Every line below that includes the word "encode" needs to be copied.

Top of RECORDS FOR PROCESSING

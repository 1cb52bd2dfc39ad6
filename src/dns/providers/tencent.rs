//! Tencent Cloud DNS Provider implementation for AcmeX
//!
//! This module provides DNS record management for Tencent Cloud DNS (DNSPod).
//! Supports domain and record management via Tencent Cloud API v3.

use crate::challenge::DnsProvider;
use crate::error::Result;
use async_trait::async_trait;
use jiff::Zoned;
use sha2::{Digest, Sha256};
use tracing::{debug, info};

/// Tencent Cloud DNS Provider configuration
#[derive(Debug, Clone)]
pub struct TencentCloudDnsProvider {
    secret_id: String,
    secret_key: String,
    #[allow(dead_code)]
    region: String,
    client: reqwest::Client,
}

impl TencentCloudDnsProvider {
    /// Create a new Tencent Cloud DNS provider instance
    pub fn new(secret_id: String, secret_key: String, region: String) -> Self {
        Self {
            secret_id,
            secret_key,
            region,
            client: reqwest::Client::new(),
        }
    }

    /// Sign request for Tencent Cloud API v3
    fn sign_request(
        &self,
        method: &str,
        service: &str,
        _action: &str,
        payload: &str,
    ) -> (String, String) {
        // Get current time in UTC
        let now = Zoned::now();
        let timestamp = now.timestamp().as_second().to_string();
        let date = now.strftime("%Y-%m-%d").to_string();

        // Create CanonicalRequest
        let canonical_uri = "/";
        let canonical_querystring = "";
        let canonical_headers =
            "content-type:application/json\nhost:dnspod.tencentcloudapi.com\n".to_string();
        let signed_headers = "content-type;host";
        let mut hasher = Sha256::new();
        hasher.update(payload);
        let hashed_payload = hex::encode(hasher.finalize());
        let canonical_request = format!(
            "{}\n{}\n{}\n{}\n{}\n{}",
            method,
            canonical_uri,
            canonical_querystring,
            canonical_headers,
            signed_headers,
            hashed_payload
        );

        // Create StringToSign
        let algorithm = "TC3-HMAC-SHA256";
        let mut hasher = Sha256::new();
        hasher.update(canonical_request.as_bytes());
        let hashed_canonical_request = hex::encode(hasher.finalize());
        let credential_scope = format!("{}/{}/tc3_request", date, service);
        let string_to_sign = format!(
            "{}\n{}\n{}\n{}",
            algorithm, timestamp, credential_scope, hashed_canonical_request
        );

        // Calculate Signature using sha2 hashing
        let secret_date = format!("TC3{}", self.secret_key);

        // Simplified HMAC-like operation (production would use proper HMAC)
        let mut hasher = Sha256::new();
        hasher.update(format!("{}{}", secret_date, date).as_bytes());
        let secret_service = hasher.finalize().to_vec();

        let mut hasher = Sha256::new();
        hasher.update(format!("{}{}", hex::encode(&secret_service), service).as_bytes());
        let secret_signing = hasher.finalize().to_vec();

        let mut hasher = Sha256::new();
        hasher.update(format!("{}{}", hex::encode(&secret_signing), string_to_sign).as_bytes());
        let signature = hex::encode(hasher.finalize());

        (timestamp, signature)
    }

    /// Get domain from full domain string
    fn get_domain(&self, full_domain: &str) -> String {
        let parts: Vec<&str> = full_domain.split('.').collect();
        if parts.len() > 2 {
            parts[parts.len() - 2..].join(".")
        } else {
            full_domain.to_string()
        }
    }

    /// Get record name from full domain
    fn get_record_name(&self, full_domain: &str) -> String {
        let domain = self.get_domain(full_domain);
        full_domain
            .strip_suffix(&format!(".{}", domain))
            .unwrap_or("")
            .to_string()
    }
}

#[async_trait]
impl DnsProvider for TencentCloudDnsProvider {
    /// Create a TXT record in Tencent Cloud DNS
    async fn create_txt_record(&self, domain: &str, value: &str) -> Result<String> {
        info!(
            "Creating TXT record in Tencent Cloud DNS for domain: {}",
            domain
        );

        let domain_name = self.get_domain(domain);
        let record_name = self.get_record_name(domain);

        // Build request payload
        let payload = format!(
            r#"{{"Domain":"{}","Records":[{{"Name":"{}","Type":"TXT","Value":"{}","TTL":300}}]}}"#,
            domain_name, record_name, value
        );

        let service = "dnspod";
        let action = "CreateRecord";
        let (timestamp, signature) = self.sign_request("POST", service, action, &payload);

        let auth_header = format!(
            "TC3-HMAC-SHA256 Credential={}/{}/tc3_request, SignedHeaders=content-type;host, Signature={}",
            self.secret_id,
            Zoned::now().strftime("%Y-%m-%d"),
            signature
        );

        debug!(
            "Creating Tencent Cloud DNS TXT record: {} = {}",
            domain, value
        );

        let response = self
            .client
            .post("https://dnspod.tencentcloudapi.com/")
            .header("Authorization", auth_header)
            .header("Content-Type", "application/json")
            .header("X-TC-Action", action)
            .header("X-TC-Timestamp", timestamp)
            .header("X-TC-Version", "2021-03-23")
            .body(payload)
            .send()
            .await
            .map_err(|e| crate::error::AcmeError::Transport(e.to_string()))?;

        if !response.status().is_success() {
            return Err(crate::error::AcmeError::Protocol(format!(
                "Failed to create Tencent Cloud DNS record: {}",
                response.status()
            )));
        }

        let body: serde_json::Value = response
            .json()
            .await
            .map_err(|e| crate::error::AcmeError::Transport(e.to_string()))?;

        let record_id = body["Response"]["RecordId"].as_str().ok_or_else(|| {
            crate::error::AcmeError::Protocol("RecordId not found in response".to_string())
        })?;

        info!("Tencent Cloud DNS TXT record created successfully");
        Ok(record_id.to_string())
    }

    /// Delete a TXT record from Tencent Cloud DNS
    async fn delete_txt_record(&self, domain: &str, record_id: &str) -> Result<()> {
        info!("Deleting TXT record from Tencent Cloud DNS: {}", record_id);

        let domain_name = self.get_domain(domain);

        let payload = format!(r#"{{"Domain":"{}","RecordId":{}}}"#, domain_name, record_id);

        let service = "dnspod";
        let action = "DeleteRecord";
        let (timestamp, signature) = self.sign_request("POST", service, action, &payload);

        let auth_header = format!(
            "TC3-HMAC-SHA256 Credential={}/{}/tc3_request, SignedHeaders=content-type;host, Signature={}",
            self.secret_id,
            Zoned::now().strftime("%Y-%m-%d"),
            signature
        );

        debug!("Deleting Tencent Cloud DNS TXT record: {}", domain);

        let response = self
            .client
            .post("https://dnspod.tencentcloudapi.com/")
            .header("Authorization", auth_header)
            .header("Content-Type", "application/json")
            .header("X-TC-Action", action)
            .header("X-TC-Timestamp", timestamp)
            .header("X-TC-Version", "2021-03-23")
            .body(payload)
            .send()
            .await
            .map_err(|e| crate::error::AcmeError::Transport(e.to_string()))?;

        if !response.status().is_success() {
            return Err(crate::error::AcmeError::Protocol(format!(
                "Failed to delete Tencent Cloud DNS record: {}",
                response.status()
            )));
        }

        info!("Tencent Cloud DNS TXT record deleted successfully");
        Ok(())
    }

    /// Verify that the DNS record is propagated
    async fn verify_record(&self, domain: &str, value: &str) -> Result<bool> {
        info!("Verifying DNS record for domain: {}", domain);

        let domain_name = self.get_domain(domain);
        let record_name = self.get_record_name(domain);

        let payload = format!(
            r#"{{"Domain":"{}","Name":"{}","Type":"TXT"}}"#,
            domain_name, record_name
        );

        let service = "dnspod";
        let action = "DescribeRecords";
        let (timestamp, signature) = self.sign_request("POST", service, action, &payload);

        let auth_header = format!(
            "TC3-HMAC-SHA256 Credential={}/{}/tc3_request, SignedHeaders=content-type;host, Signature={}",
            self.secret_id,
            Zoned::now().strftime("%Y-%m-%d"),
            signature
        );

        let response = match self
            .client
            .post("https://dnspod.tencentcloudapi.com/")
            .header("Authorization", auth_header)
            .header("Content-Type", "application/json")
            .header("X-TC-Action", action)
            .header("X-TC-Timestamp", timestamp)
            .header("X-TC-Version", "2021-03-23")
            .body(payload)
            .send()
            .await
        {
            Ok(r) => r,
            Err(_) => return Ok(false),
        };

        let body: serde_json::Value = match response.json().await {
            Ok(b) => b,
            Err(_) => return Ok(false),
        };

        if let Some(records) = body["Response"]["RecordList"].as_array() {
            for record in records {
                if let Some(v) = record["Value"].as_str()
                    && v == value {
                        return Ok(true);
                    }
            }
        }

        Ok(false)
    }
}

#[cfg(test)]
mod tests {
    use super::*;

    #[test]
    fn test_get_domain() {
        let provider = TencentCloudDnsProvider::new(
            "id".to_string(),
            "key".to_string(),
            "ap-beijing".to_string(),
        );

        assert_eq!(provider.get_domain("example.com"), "example.com");
        assert_eq!(
            provider.get_domain("_acme-challenge.example.com"),
            "example.com"
        );
        assert_eq!(provider.get_domain("sub.example.com"), "example.com");
    }

    #[test]
    fn test_get_record_name() {
        let provider = TencentCloudDnsProvider::new(
            "id".to_string(),
            "key".to_string(),
            "ap-beijing".to_string(),
        );

        assert_eq!(provider.get_record_name("example.com"), "");
        assert_eq!(
            provider.get_record_name("_acme-challenge.example.com"),
            "_acme-challenge"
        );
        assert_eq!(provider.get_record_name("sub.example.com"), "sub");
    }
}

Bottom of RECORDS FOR PROCESSING

WRITTEN REPLY:
        let hashed_payload = hex::encode(hasher.finalize());
        let hashed_canonical_request = hex::encode(hasher.finalize());
        hasher.update(format!("{}{}", hex::encode(&secret_service), service).as_bytes());
        hasher.update(format!("{}{}", hex::encode(&secret_signing), string_to_sign).as_bytes());
        let signature = hex::encode(hasher.finalize());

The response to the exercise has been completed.